Hast Du natürlich auch Recht  
Früher hieß es Veith Marketing dann UPSOLUT und jetzt Plan B aber in den 9 Jahren die Ich jetzt da war ist es anstatt besser immer schlechter geworden


----------



## bertel1987 (4. Juni 2007)

> Ich denke ich muss mich mit dir nicht darüber streiten......aber wenn du von dem einen Posten gesagt bekommst, "dort geht es zu Block B" und der nächste dann sagt, "du kannst auch hier rein fahren", fährst du nicht mehr vor und vergewisserst dich, dass diese Person die Wahrheit spricht.



Man müsste den Einweisern ja schon böse Absichten unterstellen...

Ansonsten klebten aber auch fette Schilder da


----------



## MTB-News.de




----------



## Rindsnawel (4. Juni 2007)

fritzbox schrieb:


> Hast Du natürlich auch Recht
> Früher hieß es Veith Marketing dann UPSOLUT und jetzt Plan B aber in den 9 Jahren die Ich jetzt da war ist es anstatt besser immer schlechter geworden



Naja Schwamm drüber, bin nächstes Jahr trotzdem wieder dabei!


----------



## fritzbox (4. Juni 2007)

RISCHTISCH wer lesen kann ist klar im Vorteil


----------



## *büx* (4. Juni 2007)

Also ich hab nicht gedacht das das Wetter dies Jahr so gut mit spielt, trotz des kurzen regens zwischen durch, naja war ja auch net stark. Ich bin die Lütte-Runde gefahren, die eig. 34 Km lang ist aber am Ende hatte ich 40 Km, hat mich nen bissel angekotzt, weil so Fit war ich auch nicht. Naja hab die Runde trotzdem bei den Jugendlichen gewonnen...  Also gut nächstes Jahr bin ich wieder dabei!


----------



## fritzbox (4. Juni 2007)

Rindsnawel schrieb:


> Naja Schwamm drüber, bin nächstes Jahr trotzdem wieder dabei!

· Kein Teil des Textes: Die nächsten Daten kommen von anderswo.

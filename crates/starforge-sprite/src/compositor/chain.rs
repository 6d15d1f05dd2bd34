//! Ordered first-match layer tables.

use starforge_noise::Fields;

use super::{FrameContext, LayerHit, Shade};
use crate::palette::PaletteSet;

/// Everything a layer predicate or colorer may read.
pub struct LayerInput<'a, S, T> {
    pub sample: &'a S,
    pub fields: &'a Fields,
    pub palette: &'a PaletteSet,
    pub tuning: &'a T,
    pub ctx: &'a FrameContext<'a>,
}

/// How a layer decides whether it matches and what it draws.
pub enum LayerRule<S: 'static, T: 'static> {
    /// Separate predicate and colorer, for cheap tests.
    Split {
        matches: for<'a> fn(&LayerInput<'a, S, T>) -> bool,
        color: for<'a> fn(&LayerInput<'a, S, T>) -> Shade,
    },
    /// One pass that returns the shade when it matches, for layers whose
    /// test and color share an expensive noise lookup.
    Fused(for<'a> fn(&LayerInput<'a, S, T>) -> Option<Shade>),
}

/// One feature layer: a named rule.
pub struct Layer<S: 'static, T: 'static> {
    pub name: &'static str,
    pub rule: LayerRule<S, T>,
}

impl<S: 'static, T: 'static> Layer<S, T> {
    pub const fn new(
        name: &'static str,
        matches: for<'a> fn(&LayerInput<'a, S, T>) -> bool,
        color: for<'a> fn(&LayerInput<'a, S, T>) -> Shade,
    ) -> Self {
        Self {
            name,
            rule: LayerRule::Split { matches, color },
        }
    }

    pub const fn fused(name: &'static str, shade: for<'a> fn(&LayerInput<'a, S, T>) -> Option<Shade>) -> Self {
        Self {
            name,
            rule: LayerRule::Fused(shade),
        }
    }

    /// The layer's shade if it matches `input`.
    pub fn apply(&self, input: &LayerInput<'_, S, T>) -> Option<Shade> {
        match self.rule {
            LayerRule::Split { matches, color } => matches(input).then(|| color(input)),
            LayerRule::Fused(shade) => shade(input),
        }
    }
}

/// Layers evaluated top to bottom; the first whose predicate holds wins.
pub struct PriorityChain<S: 'static, T: 'static> {
    layers: &'static [Layer<S, T>],
}

impl<S: 'static, T: 'static> PriorityChain<S, T> {
    pub const fn new(layers: &'static [Layer<S, T>]) -> Self {
        Self { layers }
    }

    /// The first matching layer's name and shade.
    pub fn resolve(&self, input: &LayerInput<'_, S, T>) -> Option<LayerHit> {
        self.layers.iter().find_map(|layer| {
            layer.apply(input).map(|shade| LayerHit {
                layer: layer.name,
                shade,
            })
        })
    }

    /// Layer names in priority order.
    pub fn names(&self) -> impl Iterator<Item = &'static str> + '_ {
        self.layers.iter().map(|layer| layer.name)
    }
}

/// Always-true predicate for base layers.
pub fn always<S, T>(_: &LayerInput<'_, S, T>) -> bool {
    true
}
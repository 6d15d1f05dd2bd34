//! The palette catalog. Ramps run from low to high intensity, or from shallow
//! to deep for depth-ordered classes.

use super::{PaletteSet, Rgb};
use crate::body::BodyKind;

// ---------------------------------------------------------------------------
// Stars
// ---------------------------------------------------------------------------

const STAR_CORONA_BLUE: &[Rgb] = &[
    [40, 60, 140],
    [70, 100, 200],
    [120, 150, 240],
    [180, 200, 255],
    [230, 238, 255],
];
const STAR_CORONA_WHITE: &[Rgb] = &[
    [90, 90, 120],
    [150, 150, 180],
    [200, 200, 220],
    [235, 235, 245],
    [255, 255, 255],
];
const STAR_CORONA_YELLOW: &[Rgb] = &[
    [120, 60, 10],
    [190, 110, 30],
    [240, 170, 60],
    [255, 215, 120],
    [255, 245, 200],
];
const STAR_CORONA_ORANGE: &[Rgb] = &[
    [110, 40, 10],
    [180, 80, 20],
    [230, 130, 40],
    [255, 180, 90],
    [255, 220, 160],
];
const STAR_CORONA_RED: &[Rgb] = &[
    [80, 15, 10],
    [140, 35, 20],
    [200, 70, 35],
    [240, 120, 70],
    [255, 175, 130],
];

const STAR_FLARE_BLUE: &[Rgb] = &[[200, 220, 255], [225, 235, 255], [245, 250, 255], [255, 255, 255]];
const STAR_FLARE_WARM: &[Rgb] = &[[255, 230, 170], [255, 240, 200], [255, 250, 230], [255, 255, 255]];
const STAR_FLARE_RED: &[Rgb] = &[[255, 170, 120], [255, 200, 160], [255, 230, 210], [255, 250, 245]];

pub(super) static STARS: &[PaletteSet] = &[
    PaletteSet::new(
        BodyKind::Star,
        &["g"],
        &[
            (
                "photosphere",
                &[
                    [255, 252, 230],
                    [255, 240, 190],
                    [255, 222, 140],
                    [250, 196, 90],
                    [235, 160, 55],
                    [205, 120, 35],
                ],
            ),
            ("spot", &[[170, 100, 40], [120, 65, 25], [80, 40, 15], [45, 22, 8]]),
            ("flare", STAR_FLARE_WARM),
            ("corona", STAR_CORONA_YELLOW),
        ],
    ),
    PaletteSet::new(
        BodyKind::Star,
        &["o", "b"],
        &[
            (
                "photosphere",
                &[
                    [245, 250, 255],
                    [215, 230, 255],
                    [180, 205, 255],
                    [150, 180, 250],
                    [115, 150, 235],
                    [85, 115, 210],
                ],
            ),
            ("spot", &[[90, 110, 170], [65, 80, 135], [40, 50, 95], [20, 25, 55]]),
            ("flare", STAR_FLARE_BLUE),
            ("corona", STAR_CORONA_BLUE),
        ],
    ),
    PaletteSet::new(
        BodyKind::Star,
        &["a", "f"],
        &[
            (
                "photosphere",
                &[
                    [255, 255, 255],
                    [248, 248, 255],
                    [238, 238, 248],
                    [222, 222, 238],
                    [200, 200, 222],
                    [172, 172, 200],
                ],
            ),
            ("spot", &[[140, 135, 150], [100, 96, 112], [66, 62, 76], [36, 34, 44]]),
            ("flare", STAR_FLARE_WARM),
            ("corona", STAR_CORONA_WHITE),
        ],
    ),
    PaletteSet::new(
        BodyKind::Star,
        &["k"],
        &[
            (
                "photosphere",
                &[
                    [255, 236, 200],
                    [255, 210, 150],
                    [250, 180, 100],
                    [238, 148, 65],
                    [215, 115, 40],
                    [180, 85, 25],
                ],
            ),
            ("spot", &[[150, 70, 25], [105, 48, 18], [70, 30, 10], [38, 16, 6]]),
            ("flare", STAR_FLARE_WARM),
            ("corona", STAR_CORONA_ORANGE),
        ],
    ),
    PaletteSet::new(
        BodyKind::Star,
        &["m"],
        &[
            (
                "photosphere",
                &[
                    [255, 200, 160],
                    [250, 160, 115],
                    [235, 125, 80],
                    [210, 95, 55],
                    [180, 70, 40],
                    [145, 48, 28],
                ],
            ),
            ("spot", &[[120, 40, 20], [85, 28, 14], [55, 18, 9], [30, 10, 5]]),
            ("flare", STAR_FLARE_RED),
            ("corona", STAR_CORONA_RED),
        ],
    ),
];
//! Batch orchestration for the `starforge` binary: planning jobs from config
//! and flags, rendering them on a worker pool, and caching the sheets on disk.

pub mod cache;
pub mod plan;
pub mod pool;

use starforge_config::{CliArgs, Config};
use tracing::{error, info, warn};

pub use cache::{CacheError, Manifest, ManifestEntry, SpriteCache};
pub use plan::{BatchPlan, SpriteJob};
pub use pool::{JobOutcome, WorkerPool};

/// Counts reported at the end of a run.
#[derive(Clone, Copy, Debug, Default, PartialEq, Eq)]
pub struct BatchSummary {
    pub generated: usize,
    pub cached: usize,
    pub failed: usize,
    pub rejected: usize,
}

/// Plan, render and store one batch. Per-sprite failures are logged and
/// counted; only a failure to start the worker pool aborts the run.
pub fn run_batch(config: &Config, args: &CliArgs) -> std::io::Result<BatchSummary> {
    let plan = BatchPlan::from_args(config, args);
    for rejected in &plan.rejected {
        error!(error = %rejected, "skipping invalid request");
    }

    let mut cache = SpriteCache::open(&config.output.directory, &config.output.manifest_file)
        .unwrap_or_else(|e| {
            error!(error = %e, "manifest unreadable, starting a new one");
            SpriteCache::fresh(&config.output.directory, &config.output.manifest_file)
        });

    let (cached, pending): (Vec<SpriteJob>, Vec<SpriteJob>) = plan
        .jobs
        .into_iter()
        .partition(|job| !args.force && cache.contains(&job.key));

    let mut summary = BatchSummary {
        cached: cached.len(),
        rejected: plan.rejected.len(),
        ..BatchSummary::default()
    };

    let pool = WorkerPool::from_config(config.batch.jobs);
    info!(
        pending = pending.len(),
        cached = summary.cached,
        threads = pool.threads(),
        out = %cache.root().display(),
        "starting batch"
    );

    for outcome in pool.run(pending)?.iter() {
        let sheet = match outcome.result {
            Ok(sheet) => sheet,
            Err(e) => {
                error!(key = %outcome.key, error = %e, "generation failed");
                summary.failed += 1;
                continue;
            }
        };
        match cache.store(&outcome.key, &sheet) {
            Ok(entry) => {
                info!(
                    key = %outcome.key,
                    file = %entry.file,
                    elapsed_ms = outcome.elapsed.as_millis() as u64,
                    "sprite ready"
                );
                summary.generated += 1;
            }
            Err(e) => {
                error!(key = %outcome.key, error = %e, "sprite unavailable");
                summary.failed += 1;
            }
        }
    }

    if let Err(e) = cache.save_manifest() {
        error!(error = %e, "manifest not saved");
    }
    if summary.failed > 0 {
        warn!(failed = summary.failed, "some sprites were not generated");
    }
    Ok(summary)
}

Ich auch wie immer halt von Donnerstag Abend bis Sonntag. 
Was noch schlimmer ist als die ganzen Startblocks sind ja die ganzen Saufnasen das wird ja immer schlimmer .Bin am Samstag um 11uhr am Lift vorbei Hunderte von den Komatrinkern


----------



## CubeGhostRider (4. Juni 2007)

bertel1987 schrieb:


> Ich frag mich auch: Wozu gibts eigentlich Transponder, wenn sie nicht auch beim Start ihre Funktion erfüllen?
> 
> Vielleicht weiß da jemand mehr...


Also ich bin letztes Jahr gefahren und hab mir hinterher von dem Foto-Service 'ne Urkunde bestellt. Da steht die "offizielle Zeit" UND die Netto-Zeit drauf: -53 Sekunden. Aber meines Wissens ist die offizielle Zeit die, die auch gewertet wird, letztes Jahr haben sie die Ergebnislisten jedenfalls nicht mehr geändert. Die Frage bleibt, was der Transponder dann für einen Sinn hat, außer dass man halt die echte gefahrene Zeit auf der Urkunde hat...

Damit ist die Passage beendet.